*PROMPT*
Give the entries again exactly, every one of them.

*DATA FOR REVIEW*
------------------------------------------------------------------------

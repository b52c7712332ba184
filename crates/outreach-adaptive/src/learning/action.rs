//! Campaign actions and the fixed action space.

use std::collections::HashSet;
use std::str::FromStr;

use serde::{Deserialize, Serialize};

use super::error::LearningError;
use super::state::StateKey;

/// Separator between action components
pub const ACTION_DELIMITER: char = ':';

#[derive(Debug, Clone, Copy, PartialEq, Eq, Hash, Serialize, Deserialize, derive_more::Display)]
#[serde(rename_all = "snake_case")]
pub enum PersonalizationDepth {
    #[display("light")]
    Light,
    #[display("medium")]
    Medium,
    #[display("deep")]
    Deep,
}

impl FromStr for PersonalizationDepth {
    type Err = LearningError;

    fn from_str(s: &str) -> Result<Self, Self::Err> {
        match s {
            "light" => Ok(PersonalizationDepth::Light),
            "medium" => Ok(PersonalizationDepth::Medium),
            "deep" => Ok(PersonalizationDepth::Deep),
            other => Err(LearningError::InvalidActionKey(other.to_string())),
        }
    }
}

/// Template × timing × personalization depth
#[derive(Debug, Clone, PartialEq, Eq, Hash, Serialize, Deserialize)]
pub struct CampaignAction {
    pub template: String,
    pub timing: String,
    pub depth: PersonalizationDepth,
}

impl CampaignAction {
    pub fn new(
        template: impl Into<String>,
        timing: impl Into<String>,
        depth: PersonalizationDepth,
    ) -> Self {
        Self {
            template: template.into(),
            timing: timing.into(),
            depth,
        }
    }

    /// `template:timing:depth`
    pub fn key(&self) -> String {
        format!(
            "{}{ACTION_DELIMITER}{}{ACTION_DELIMITER}{}",
            self.template, self.timing, self.depth
        )
    }
}

impl FromStr for CampaignAction {
    type Err = LearningError;

    fn from_str(s: &str) -> Result<Self, Self::Err> {
        let mut parts = s.split(ACTION_DELIMITER);
        match (parts.next(), parts.next(), parts.next(), parts.next()) {
            (Some(template), Some(timing), Some(depth), None)
                if !template.is_empty() && !timing.is_empty() =>
            {
                let depth = depth
                    .parse()
                    .map_err(|_| LearningError::InvalidActionKey(s.to_string()))?;
                Ok(Self::new(template, timing, depth))
            }
            _ => Err(LearningError::InvalidActionKey(s.to_string())),
        }
    }
}

/// Fixed, ordered list of actions supplied once at construction.
///
/// Enumeration order is the tie-break order for greedy selection.
#[derive(Debug, Clone, PartialEq)]
pub struct ActionSpace {
    actions: Vec<CampaignAction>,
    keys: Vec<String>,
}

impl ActionSpace {
    pub fn new(actions: Vec<CampaignAction>) -> Result<Self, LearningError> {
        if actions.is_empty() {
            return Err(LearningError::EmptyActionSpace);
        }
        let keys: Vec<String> = actions.iter().map(CampaignAction::key).collect();
        // Keys must split back into exactly three parts
        if let Some((_, key)) = actions.iter().zip(&keys).find(|(action, _)| {
            action.template.contains(ACTION_DELIMITER) || action.timing.contains(ACTION_DELIMITER)
        }) {
            return Err(LearningError::InvalidActionKey(key.clone()));
        }
        let mut seen = HashSet::new();
        if let Some(duplicate) = keys.iter().find(|key| !seen.insert(key.as_str())) {
            return Err(LearningError::DuplicateAction(duplicate.clone()));
        }
        Ok(Self { actions, keys })
    }

    /// Every combination, templates outermost
    pub fn cartesian(
        templates: &[&str],
        timings: &[&str],
        depths: &[PersonalizationDepth],
    ) -> Result<Self, LearningError> {
        let mut actions = Vec::with_capacity(templates.len() * timings.len() * depths.len());
        for template in templates {
            for timing in timings {
                for depth in depths {
                    actions.push(CampaignAction::new(*template, *timing, *depth));
                }
            }
        }
        Self::new(actions)
    }

    /// Actions available in `state`. Currently the full fixed list for every state.
    pub fn available(&self, _state: &StateKey) -> &[CampaignAction] {
        &self.actions
    }

    pub fn actions(&self) -> &[CampaignAction] {
        &self.actions
    }

    pub fn keys(&self) -> &[String] {
        &self.keys
    }

    pub fn position(&self, key: &str) -> Option<usize> {
        self.keys.iter().position(|k| k == key)
    }

    pub fn get(&self, index: usize) -> Option<&CampaignAction> {
        self.actions.get(index)
    }

    pub fn len(&self) -> usize {
        self.actions.len()
    }

    pub fn is_empty(&self) -> bool {
        self.actions.is_empty()
    }
}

------------------------------------------------------------------------

*OUTPUT BELOW*
repository b52c7712332ba184
filename crates/outreach-adaptive/src/learning/action.rs
//! Campaign actions and the fixed action space.

use std::collections::HashSet;
use std::str::FromStr;

use serde::{Deserialize, Serialize};

use super::error::LearningError;
use super::state::StateKey;

/// Separator between action components
pub const ACTION_DELIMITER: char = ':';

#[derive(Debug, Clone, Copy, PartialEq, Eq, Hash, Serialize, Deserialize, derive_more::Display)]
#[serde(rename_all = "snake_case")]
pub enum PersonalizationDepth {
    #[display("light")]
    Light,
    #[display("medium")]
    Medium,
    #[display("deep")]
    Deep,
}

impl FromStr for PersonalizationDepth {
    type Err = LearningError;

    fn from_str(s: &str) -> Result<Self, Self::Err> {
        match s {
            "light" => Ok(PersonalizationDepth::Light),
            "medium" => Ok(PersonalizationDepth::Medium),
            "deep" => Ok(PersonalizationDepth::Deep),
            other => Err(LearningError::InvalidActionKey(other.to_string())),
        }
    }
}

/// Template × timing × personalization depth
#[derive(Debug, Clone, PartialEq, Eq, Hash, Serialize, Deserialize)]
pub struct CampaignAction {
    pub template: String,
    pub timing: String,
    pub depth: PersonalizationDepth,
}

impl CampaignAction {
    pub fn new(
        template: impl Into<String>,
        timing: impl Into<String>,
        depth: PersonalizationDepth,
    ) -> Self {
        Self {
            template: template.into(),
            timing: timing.into(),
            depth,
        }
    }

    /// `template:timing:depth`
    pub fn key(&self) -> String {
        format!(
            "{}{ACTION_DELIMITER}{}{ACTION_DELIMITER}{}",
            self.template, self.timing, self.depth
        )
    }
}

impl FromStr for CampaignAction {
    type Err = LearningError;

    fn from_str(s: &str) -> Result<Self, Self::Err> {
        let mut parts = s.split(ACTION_DELIMITER);
        match (parts.next(), parts.next(), parts.next(), parts.next()) {
            (Some(template), Some(timing), Some(depth), None)
                if !template.is_empty() && !timing.is_empty() =>
            {
                let depth = depth
                    .parse()
                    .map_err(|_| LearningError::InvalidActionKey(s.to_string()))?;
                Ok(Self::new(template, timing, depth))
            }
            _ => Err(LearningError::InvalidActionKey(s.to_string())),
        }
    }
}

/// Fixed, ordered list of actions supplied once at construction.
///
/// Enumeration order is the tie-break order for greedy selection.
#[derive(Debug, Clone, PartialEq)]
pub struct ActionSpace {
    actions: Vec<CampaignAction>,
    keys: Vec<String>,
}

impl ActionSpace {
    pub fn new(actions: Vec<CampaignAction>) -> Result<Self, LearningError> {
        if actions.is_empty() {
            return Err(LearningError::EmptyActionSpace);
        }
        let keys: Vec<String> = actions.iter().map(CampaignAction::key).collect();
        // Keys must split back into exactly three parts
        if let Some((_, key)) = actions.iter().zip(&keys).find(|(action, _)| {
            action.template.contains(ACTION_DELIMITER) || action.timing.contains(ACTION_DELIMITER)
        }) {
            return Err(LearningError::InvalidActionKey(key.clone()));
        }
        let mut seen = HashSet::new();
        if let Some(duplicate) = keys.iter().find(|key| !seen.insert(key.as_str())) {
            return Err(LearningError::DuplicateAction(duplicate.clone()));
        }
        Ok(Self { actions, keys })
    }

    /// Every combination, templates outermost
    pub fn cartesian(
        templates: &[&str],
        timings: &[&str],
        depths: &[PersonalizationDepth],
    ) -> Result<Self, LearningError> {
        let mut actions = Vec::with_capacity(templates.len() * timings.len() * depths.len());
        for template in templates {
            for timing in timings {
                for depth in depths {
                    actions.push(CampaignAction::new(*template, *timing, *depth));
                }
            }
        }
        Self::new(actions)
    }

    /// Actions available in `state`. Currently the full fixed list for every state.
    pub fn available(&self, _state: &StateKey) -> &[CampaignAction] {
        &self.actions
    }

    pub fn actions(&self) -> &[CampaignAction] {
        &self.actions
    }

    pub fn keys(&self) -> &[String] {
        &self.keys
    }

    pub fn position(&self, key: &str) -> Option<usize> {
        self.keys.iter().position(|k| k == key)
    }

    pub fn get(&self, index: usize) -> Option<&CampaignAction> {
        self.actions.get(index)
    }

    pub fn len(&self) -> usize {
        self.actions.len()
    }

    pub fn is_empty(&self) -> bool {
        self.actions.is_empty()
    }
}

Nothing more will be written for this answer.